Second, what "specs" did you have in mind? An electronic wristwatch (to pick your example) is basically a big IC, a display, and a battery. Did you want the pinouts? The circuits? The listings to all the code in the firmware? And do most people want to pay more for a 500-page manual included with each one just so a fraction of a percent of the owners can tinker?
"Provide" specs (as in on the website) maybe. Include specs? No way.
Any sect, cult, or religion will legislate its creed into law if it acquires the political power to do so.

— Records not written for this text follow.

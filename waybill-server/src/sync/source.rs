//! Snapshot Source
//!
//! The upstream fleet-management API, behind a trait so the sync service
//! can be exercised against a stub. Pagination and retries are the
//! source's concern, not the caller's.

use async_trait::async_trait;
use chrono::NaiveDate;
use serde_json::{Value, json};
use thiserror::Error;

use crate::core::Config;
use crate::reconcile::SnapshotFields;

#[derive(Debug, Error)]
pub enum SourceError {
    #[error("upstream request failed: {0}")]
    Http(#[from] reqwest::Error),

    #[error("upstream returned status {0}")]
    Status(u16),

    #[error("upstream payload malformed: {0}")]
    Decode(String),
}

/// Anything that can produce a full snapshot of one client/date.
#[async_trait]
pub trait SnapshotSource: Send + Sync {
    async fn fetch_snapshot(
        &self,
        client_key: &str,
        date: NaiveDate,
        status_filter: Option<&[String]>,
    ) -> Result<Vec<SnapshotFields>, SourceError>;
}

/// Reqwest-based client for the upstream fleet API's order-search endpoint.
#[derive(Clone)]
pub struct FleetApiClient {
    http: reqwest::Client,
    base_url: String,
    api_token: String,
    team_id: String,
    page_size: usize,
}

impl FleetApiClient {
    // 防御上游分页异常：单次快照最多翻这么多页
    const MAX_PAGES: usize = 400;

    pub fn from_config(config: &Config) -> Self {
        let http = reqwest::Client::builder()
            .timeout(std::time::Duration::from_millis(config.request_timeout_ms))
            .build()
            .expect("Failed to build HTTP client");
        Self {
            http,
            base_url: config.fleet_api_url.clone(),
            api_token: config.fleet_api_token.clone(),
            team_id: config.fleet_team_id.clone(),
            page_size: 50,
        }
    }

    fn search_payload(
        &self,
        date: NaiveDate,
        page: usize,
        status_filter: Option<&[String]>,
    ) -> Value {
        let next_date = date.succ_opt().unwrap_or(date);
        let mut filters = vec![
            json!({
                "name": "teamId",
                "operation": "EQUALS",
                "values": [self.team_id],
            }),
            json!({
                "name": "date",
                "operation": "GREATER_THAN_OR_EQUAL_TO",
                "value": date.to_string(),
            }),
            json!({
                "name": "date",
                "operation": "LESSER_THAN",
                "value": next_date.to_string(),
            }),
        ];
        if let Some(statuses) = status_filter
            && !statuses.is_empty()
        {
            filters.push(json!({
                "name": "orderStatus",
                "operation": "EQUALS",
                "values": statuses,
            }));
        }

        json!({
            "page": page,
            "size": self.page_size,
            "sortingInfo": [],
            "filters": filters,
        })
    }
}

#[async_trait]
impl SnapshotSource for FleetApiClient {
    async fn fetch_snapshot(
        &self,
        client_key: &str,
        date: NaiveDate,
        status_filter: Option<&[String]>,
    ) -> Result<Vec<SnapshotFields>, SourceError> {
        let url = format!("{}/v1/client/{client_key}/order-search", self.base_url);
        let mut all = Vec::new();

        for page in 1..=Self::MAX_PAGES {
            let response = self
                .http
                .post(&url)
                .bearer_auth(&self.api_token)
                .json(&self.search_payload(date, page, status_filter))
                .send()
                .await?;

            if !response.status().is_success() {
                return Err(SourceError::Status(response.status().as_u16()));
            }

            let body: Value = response.json().await?;
            let content = body
                .get("content")
                .and_then(Value::as_array)
                .ok_or_else(|| SourceError::Decode("missing 'content' array".to_string()))?;

            tracing::debug!(
                client = client_key,
                %date,
                page,
                fetched = content.len(),
                total = all.len() + content.len(),
                "Snapshot page fetched"
            );

            if content.is_empty() {
                break;
            }
            let last_page = content.len() < self.page_size;
            all.extend(content.iter().cloned().map(SnapshotFields::new));
            if last_page {
                break;
            }
        }

        tracing::info!(client = client_key, %date, orders = all.len(), "Snapshot fetched");
        Ok(all)
    }
}
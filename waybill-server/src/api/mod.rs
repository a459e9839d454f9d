//! API 路由模块
//!
//! # 结构
//!
//! - [`health`] - 健康检查
//! - [`orders`] - 订单查询与编辑接口
//! - [`tours`] - Tour 查询与编辑接口
//! - [`refresh`] - 快照刷新接口

use axum::Router;
use http::{HeaderName, HeaderValue};
use tower_http::compression::CompressionLayer;
use tower_http::cors::CorsLayer;
use tower_http::request_id::{
    MakeRequestId, PropagateRequestIdLayer, RequestId, SetRequestIdLayer,
};
use tower_http::trace::TraceLayer;
use uuid::Uuid;

use crate::core::ServerState;

pub mod health;
pub mod orders;
pub mod refresh;
pub mod tours;

/// Custom request ID generator
#[derive(Clone)]
struct XRequestId;

impl MakeRequestId for XRequestId {
    fn make_request_id<B>(&mut self, _request: &http::Request<B>) -> Option<RequestId> {
        let id = Uuid::new_v4().to_string();
        HeaderValue::from_str(&id).ok().map(RequestId::new)
    }
}

/// Build a router with all routes registered (no middleware, no state)
pub fn build_router() -> Router<ServerState> {
    Router::new()
        .merge(health::router())
        .merge(orders::router())
        .merge(tours::router())
        .merge(refresh::router())
}

/// Build a fully configured application with all middleware
pub fn build_app() -> Router<ServerState> {
    build_router()
        // ========== Tower HTTP Middleware ==========
        // CORS - Handle cross-origin requests
        .layer(CorsLayer::permissive())
        // Compression - Gzip compress responses
        .layer(CompressionLayer::new())
        // Trace - Request tracing (logs at INFO level)
        .layer(TraceLayer::new_for_http())
        // Request ID - Generate unique ID for each request
        .layer(SetRequestIdLayer::new(
            HeaderName::from_static("x-request-id"),
            XRequestId,
        ))
        .layer(PropagateRequestIdLayer::new(HeaderName::from_static(
            "x-request-id",
        )))
}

Clear Singh has no proper engineering background, can't understand schematics, nor even read a data sheet. Just goes to show that any moron can publish a book. I for one won't waste my money on erroneous bullshit.
Despite that fact that I hate Apple fans with every ounce of my black little heart, I feel the need to defend Singh by pointing out the following issues :
a) You could not possibly be more wrong.
b) Your whining about the whole "over 65K" thing is the weakest bit of pedantry I've ever seen.
c) You are both an arrogant prick and a whiney little bitch, which is a rare and impressive combination.
Basically his kernelthread site is very well respected in the Apple community and therefore your post seems to be a serious violation of groupthink. Somehow I don't think you're going to be staying at "+2 Informative" for very long once they realise.